ABOUT THIS EXERCISE:
Please report every line in the entries that contains the string "anything".
==== DATA EXTRACT ====
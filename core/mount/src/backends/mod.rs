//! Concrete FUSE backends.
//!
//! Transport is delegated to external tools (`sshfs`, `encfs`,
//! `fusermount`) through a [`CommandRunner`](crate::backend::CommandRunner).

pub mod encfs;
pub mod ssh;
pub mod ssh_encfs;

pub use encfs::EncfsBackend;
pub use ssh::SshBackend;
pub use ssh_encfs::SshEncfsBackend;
====
==== DATA EXTRACT ====
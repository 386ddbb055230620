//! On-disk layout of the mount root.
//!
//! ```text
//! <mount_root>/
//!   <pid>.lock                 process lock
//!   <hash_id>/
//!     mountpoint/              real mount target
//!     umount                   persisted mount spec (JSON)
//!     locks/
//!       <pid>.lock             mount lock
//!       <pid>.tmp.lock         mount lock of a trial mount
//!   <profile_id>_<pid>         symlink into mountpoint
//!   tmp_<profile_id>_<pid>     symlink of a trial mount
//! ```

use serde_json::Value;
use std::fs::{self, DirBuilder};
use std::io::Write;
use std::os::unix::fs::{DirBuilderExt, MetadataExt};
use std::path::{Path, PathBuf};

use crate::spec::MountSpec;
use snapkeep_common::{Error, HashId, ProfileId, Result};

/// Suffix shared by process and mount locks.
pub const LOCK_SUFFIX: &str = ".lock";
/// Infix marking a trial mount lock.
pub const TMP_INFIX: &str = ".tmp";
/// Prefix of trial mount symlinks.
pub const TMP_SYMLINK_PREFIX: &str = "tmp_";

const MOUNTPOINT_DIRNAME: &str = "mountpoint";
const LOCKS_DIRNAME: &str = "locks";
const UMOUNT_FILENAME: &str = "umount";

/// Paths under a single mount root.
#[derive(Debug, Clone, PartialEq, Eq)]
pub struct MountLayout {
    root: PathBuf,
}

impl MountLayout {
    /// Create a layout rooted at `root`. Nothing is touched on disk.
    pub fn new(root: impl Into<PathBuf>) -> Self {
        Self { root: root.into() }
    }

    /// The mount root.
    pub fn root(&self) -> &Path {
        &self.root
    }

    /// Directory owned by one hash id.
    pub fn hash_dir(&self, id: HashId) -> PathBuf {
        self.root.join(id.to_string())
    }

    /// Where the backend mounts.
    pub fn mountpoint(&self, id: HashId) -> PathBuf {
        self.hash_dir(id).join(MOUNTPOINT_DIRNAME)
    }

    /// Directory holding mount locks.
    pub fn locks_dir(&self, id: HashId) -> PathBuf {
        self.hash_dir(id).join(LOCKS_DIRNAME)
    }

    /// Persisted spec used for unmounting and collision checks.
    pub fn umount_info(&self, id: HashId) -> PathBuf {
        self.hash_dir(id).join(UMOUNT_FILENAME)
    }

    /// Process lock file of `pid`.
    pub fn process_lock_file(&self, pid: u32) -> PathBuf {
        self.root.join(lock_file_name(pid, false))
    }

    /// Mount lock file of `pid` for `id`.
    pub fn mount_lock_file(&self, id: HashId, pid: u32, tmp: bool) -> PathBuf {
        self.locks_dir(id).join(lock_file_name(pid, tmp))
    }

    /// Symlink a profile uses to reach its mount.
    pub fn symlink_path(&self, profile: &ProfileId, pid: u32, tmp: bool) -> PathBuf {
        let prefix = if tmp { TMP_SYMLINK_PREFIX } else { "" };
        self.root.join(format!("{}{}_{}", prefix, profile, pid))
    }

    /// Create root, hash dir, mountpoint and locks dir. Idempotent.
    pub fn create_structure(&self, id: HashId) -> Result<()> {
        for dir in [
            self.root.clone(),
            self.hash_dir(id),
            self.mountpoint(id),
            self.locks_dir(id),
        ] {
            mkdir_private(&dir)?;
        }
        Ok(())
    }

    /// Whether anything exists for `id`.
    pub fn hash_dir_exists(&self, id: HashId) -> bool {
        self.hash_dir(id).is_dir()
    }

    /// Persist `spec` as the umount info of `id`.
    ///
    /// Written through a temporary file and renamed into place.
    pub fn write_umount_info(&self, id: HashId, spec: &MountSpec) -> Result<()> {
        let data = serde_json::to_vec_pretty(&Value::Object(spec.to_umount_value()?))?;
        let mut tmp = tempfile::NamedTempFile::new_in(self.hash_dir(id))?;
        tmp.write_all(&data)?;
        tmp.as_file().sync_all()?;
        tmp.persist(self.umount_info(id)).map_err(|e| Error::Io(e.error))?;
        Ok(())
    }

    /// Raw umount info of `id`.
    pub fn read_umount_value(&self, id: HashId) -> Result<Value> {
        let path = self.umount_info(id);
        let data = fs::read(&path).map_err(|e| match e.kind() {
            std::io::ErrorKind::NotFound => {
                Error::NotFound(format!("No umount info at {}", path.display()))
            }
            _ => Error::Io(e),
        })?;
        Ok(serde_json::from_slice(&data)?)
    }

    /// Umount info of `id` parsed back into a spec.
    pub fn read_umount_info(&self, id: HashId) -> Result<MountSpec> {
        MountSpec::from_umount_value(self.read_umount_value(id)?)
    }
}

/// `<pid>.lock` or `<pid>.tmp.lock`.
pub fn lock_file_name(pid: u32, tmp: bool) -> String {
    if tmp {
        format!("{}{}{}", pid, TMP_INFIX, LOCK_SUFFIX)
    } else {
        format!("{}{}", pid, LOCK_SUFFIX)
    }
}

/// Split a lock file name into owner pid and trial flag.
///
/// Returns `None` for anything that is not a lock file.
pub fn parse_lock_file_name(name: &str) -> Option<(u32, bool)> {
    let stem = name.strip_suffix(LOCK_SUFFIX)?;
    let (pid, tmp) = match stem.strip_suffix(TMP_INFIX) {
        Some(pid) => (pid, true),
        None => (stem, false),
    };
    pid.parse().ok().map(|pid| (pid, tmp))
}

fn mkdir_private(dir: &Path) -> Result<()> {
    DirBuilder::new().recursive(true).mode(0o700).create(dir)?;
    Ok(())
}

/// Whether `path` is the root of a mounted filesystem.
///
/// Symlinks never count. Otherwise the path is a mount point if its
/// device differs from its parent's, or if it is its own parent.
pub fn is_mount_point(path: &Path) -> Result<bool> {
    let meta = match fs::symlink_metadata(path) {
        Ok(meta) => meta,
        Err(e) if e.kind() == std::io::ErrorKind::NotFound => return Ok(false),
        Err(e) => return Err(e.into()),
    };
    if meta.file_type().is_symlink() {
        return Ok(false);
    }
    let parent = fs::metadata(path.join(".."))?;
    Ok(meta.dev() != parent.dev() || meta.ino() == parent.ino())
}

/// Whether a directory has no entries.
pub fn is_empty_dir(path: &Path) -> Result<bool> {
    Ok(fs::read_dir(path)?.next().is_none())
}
====
TASK SOLUTION:
    /// Whether anything exists for `id`.
/// Returns `None` for anything that is not a lock file.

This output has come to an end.